CHAIKOVSKIY IGOR (TOP), WILL RODRIGUES (BELOW) / SHUTTERSTOCK.COM
A dispute over plant variety rights between Brazilian companies Fibria Celulose and Eldorado Brasil Celulose has caught the attention of IP lawyers, as Alberto Guerra Neto and Rodrigo Ferreira of the Inter-American Association of Intellectual Property (ASIPI) explain.
The Brazilian legal system is facing an unprecedented intellectual property dispute between two of the largest cellulose companies in Brazil. For the first time since Brazil became a member of the International Union for the Protection of New Varieties of Plants (UPOV), and then adopted the Plant Variety Protection (PVP) Act, we are seeing a lawsuit covering the enforcement and potential infringement of rights related to a protected variety of eucalyptus.
Fibria Celulose is a Brazilian company, and owner of plant variety protection rights covering more than 26 protected eucalyptus varieties in Brazil.
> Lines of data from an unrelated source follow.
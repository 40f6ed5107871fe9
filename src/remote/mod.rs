//! Remote table store interface.
//!
//! The hosted database is an external collaborator: hosts implement
//! `RemoteStore` over their HTTP client. Rows cross this boundary as JSON
//! objects; decoding into typed rows happens in the sync layer.

pub mod memory;

use async_trait::async_trait;
use serde::{Deserialize, Serialize};
use serde_json::Value;

use crate::error::RemoteError;
use crate::types::RemoteTable;

pub use memory::MemoryRemote;

// ============================================================================
// RemoteStore: user-provided table API
// ============================================================================

/// Per-table CRUD against the hosted store. No cross-table transactions.
#[async_trait]
pub trait RemoteStore: Send + Sync {
    async fn select(
        &self,
        table: RemoteTable,
        query: &SelectQuery,
    ) -> Result<Vec<Value>, RemoteError>;

    /// Returns the rows as stored (with server-assigned fields filled in).
    async fn insert(&self, table: RemoteTable, rows: Vec<Value>) -> Result<Vec<Value>, RemoteError>;

    /// Merge `row`'s fields into every row matching `matcher`.
    async fn update(
        &self,
        table: RemoteTable,
        row: Value,
        matcher: &RowMatch,
    ) -> Result<(), RemoteError>;

    async fn delete(&self, table: RemoteTable, matcher: &RowMatch) -> Result<(), RemoteError>;

    /// Insert or replace by `id`.
    async fn upsert(&self, table: RemoteTable, rows: Vec<Value>) -> Result<(), RemoteError>;
}

// ============================================================================
// Query types
// ============================================================================

/// Equality match on one column.
#[derive(Debug, Clone, PartialEq, Serialize, Deserialize)]
pub struct RowMatch {
    pub column: String,
    pub value: Value,
}

impl RowMatch {
    pub fn eq(column: impl Into<String>, value: impl Into<Value>) -> Self {
        Self {
            column: column.into(),
            value: value.into(),
        }
    }

    pub fn id(id: i64) -> Self {
        Self::eq("id", id)
    }

    pub fn matches(&self, row: &Value) -> bool {
        row.get(&self.column) == Some(&self.value)
    }
}

#[derive(Debug, Clone, PartialEq, Eq)]
pub struct Order {
    pub column: String,
    pub ascending: bool,
}

/// `select` parameters: optional filter and ordering.
#[derive(Debug, Clone, Default, PartialEq)]
pub struct SelectQuery {
    pub filter: Option<RowMatch>,
    pub order: Option<Order>,
}

impl SelectQuery {
    pub fn all() -> Self {
        Self::default()
    }

    pub fn filter(mut self, matcher: RowMatch) -> Self {
        self.filter = Some(matcher);
        self
    }

    pub fn order_by(mut self, column: impl Into<String>, ascending: bool) -> Self {
        self.order = Some(Order {
            column: column.into(),
            ascending,
        });
        self
    }
}

// ============================================================================
// RemoteWrite: a single write, replayable from the outbox
// ============================================================================

/// The write operations the gateway issues.
#[derive(Debug, Clone, PartialEq, Serialize, Deserialize)]
#[serde(tag = "op", rename_all = "snake_case")]
pub enum RemoteOp {
    Insert { rows: Vec<Value> },
    Update { row: Value, matcher: RowMatch },
    Delete { matcher: RowMatch },
    Upsert { rows: Vec<Value> },
}

impl RemoteOp {
    pub fn name(&self) -> &'static str {
        match self {
            RemoteOp::Insert { .. } => "insert",
            RemoteOp::Update { .. } => "update",
            RemoteOp::Delete { .. } => "delete",
            RemoteOp::Upsert { .. } => "upsert",
        }
    }
}

#[derive(Debug, Clone, PartialEq, Serialize, Deserialize)]
pub struct RemoteWrite {
    pub table: RemoteTable,
    #[serde(flatten)]
    pub op: RemoteOp,
}

impl RemoteWrite {
    pub fn new(table: RemoteTable, op: RemoteOp) -> Self {
        Self { table, op }
    }

    pub async fn execute(&self, remote: &dyn RemoteStore) -> Result<(), RemoteError> {
        match &self.op {
            RemoteOp::Insert { rows } => remote.insert(self.table, rows.clone()).await.map(|_| ()),
            RemoteOp::Update { row, matcher } => {
                remote.update(self.table, row.clone(), matcher).await
            }
            RemoteOp::Delete { matcher } => remote.delete(self.table, matcher).await,
            RemoteOp::Upsert { rows } => remote.upsert(self.table, rows.clone()).await,
        }
    }
}
use anyhow::Result;
use tracing::{info, warn};

use crate::cli::{AssessArgs, AssessMode};
use crate::engine;
use crate::model::{AssessRunManifest, DocumentsManifest};
use crate::rules::RuleConfig;
use crate::util::{now_utc_string, print_json_pretty, read_json_file, write_json_pretty};

pub fn run(args: AssessArgs) -> Result<()> {
    let (rules, rules_source) = RuleConfig::load(args.rules.as_deref())?;
    for warning in rules.validate()? {
        warn!(warning = %warning, "rule configuration warning");
    }

    let manifest: DocumentsManifest = read_json_file(&args.documents)?;
    info!(
        documents = manifest.documents.len(),
        rules = %rules_source,
        mode = args.mode.as_str(),
        "loaded documents manifest"
    );

    let outcome = engine::assess_batch(
        &manifest.documents,
        &rules,
        matches!(args.mode, AssessMode::Full),
    );

    let run_manifest = AssessRunManifest {
        manifest_version: 1,
        generated_at: now_utc_string(),
        mode: args.mode.as_str().to_string(),
        rules_source,
        document_count: outcome.document_count,
        lake_count: outcome.lake_count,
        compliance_results: outcome.compliance_results,
        assessments: outcome.assessments,
        conditions: outcome.conditions,
    };

    info!(
        lakes = run_manifest.lake_count,
        assessments = run_manifest.assessments.len(),
        conditions = run_manifest.conditions.len(),
        "assessment complete"
    );

    match &args.output {
        Some(path) => {
            write_json_pretty(path, &run_manifest)?;
            info!(path = %path.display(), "wrote assessment manifest");
            Ok(())
        }
        None => print_json_pretty(&run_manifest),
    }
}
The rights have been granted by (and/or applied for at) the National Plant Varieties Protection Service, in accordance with Law No. 9.456/97, part of the PVP Act.
A possible violation of rights of Fibria’s eucalyptus variety VT02, for which a PVP certificate was issued on July 25, 2007, motivated the company to file a precautionary measure (judicial seizure of samples for laboratory testing), before the Court of Três Lagoas, against Eldorado Brasil Celulose, a direct competitor in the cellulose market.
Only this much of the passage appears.